12–15. For Claverhouse’s cornet, see the preceding ballad. Captain John Graham, for that was all he then was, was not conspicuous at Bothwell Bridge. He commanded the horse on the right, and Captain Stuart the dragoons on the left, when the advance was made on the Covenanters. He was as capable of insubordination as Robert Hamilton was of Erastianism, and it is nearly as unnecessary, at this day, to vindicate him from the charge of cruelty as from that of procuring Monmouth’s execution six years in advance of the fates.[[83]]

‘Earlistoun,’ Chambers, Twelve Romantic Scottish Ballads, p. 26, is this piece with the battle omitted, or stanzas 1–6, 71,2, 83,4, 16.

Scott observes: “There is said to be another song upon this battle, once very popular, but I have not been able to recover it.”

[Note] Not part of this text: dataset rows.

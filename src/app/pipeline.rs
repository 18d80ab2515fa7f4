//! Shared fit pipeline used by the `fit` and `demo` commands.
//!
//! Keeping this in one place avoids duplicating the core workflow:
//! input -> transition set -> fit -> statistics -> catalog around the assigned lines
//!
//! The commands can then focus on presentation (printing, plotting, exports).

use log::info;

use crate::domain::{CatalogConfig, FitResult, PredictedLine, TransitionSet};
use crate::error::AppError;
use crate::fit::fit_constants;
use crate::io::FitInputFile;
use crate::predict::predict_catalog;
use crate::report::{FitStatistics, compute_statistics};

/// Extra catalog width around the assigned lines when plotting (MHz).
const PLOT_MARGIN_MHZ: f64 = 250.0;

/// All computed outputs of a single fit run.
#[derive(Debug, Clone)]
pub struct RunOutput {
    pub data: TransitionSet,
    pub fit: FitResult,
    pub stats: FitStatistics,
}

/// Execute the fit described by `input`.
pub fn run_fit(input: &FitInputFile) -> Result<RunOutput, AppError> {
    // 1) Validate the assignment list.
    let data = input.transition_set()?;
    if data.is_empty() {
        return Err(AppError::new(3, "No assigned transitions to fit."));
    }
    info!("fitting {} lines, floating {:?}", data.len(), input.config.float_params);

    // 2) Fit.
    let fit = fit_constants(&input.initial_constants(), &data, &input.config)?;

    // 3) Residuals + RMS at the fitted constants.
    let stats = compute_statistics(&fit, &data)?;

    Ok(RunOutput { data, fit, stats })
}

/// Predict the catalog spanning the observed lines, for the stick plot.
pub fn plot_catalog(run: &RunOutput, base: &CatalogConfig) -> Result<(Vec<PredictedLine>, f64, f64), AppError> {
    let observed = run.data.observed();
    let lo = observed.iter().copied().fold(f64::INFINITY, f64::min);
    let hi = observed.iter().copied().fold(f64::NEG_INFINITY, f64::max);
    let f_min = (lo - PLOT_MARGIN_MHZ).max(0.0);
    let f_max = hi + PLOT_MARGIN_MHZ;

    let j_needed = run
        .data
        .transitions()
        .iter()
        .map(|t| t.upper.j.max(t.lower.j))
        .max()
        .unwrap_or(0);
    let config = CatalogConfig {
        j_max: base.j_max.max(j_needed),
        f_min,
        f_max,
        ..base.clone()
    };
    let lines = predict_catalog(&run.fit.constants, &config)?;
    Ok((lines, f_min, f_max))
}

There is a stall-ballad of Bothwell Brigg, not traditional, a very good ballad of its sort, with a touching story and a kindly moral, which may or may not be later than Sir Walter Scott’s day. It is of John Carr and his wife Janet and a non-covenanting lady, who carries off John, badly wounded, from the field (where he had fought better than most of his party), and nurses him in her lord’s castle till he is well enough to be visited by his wife.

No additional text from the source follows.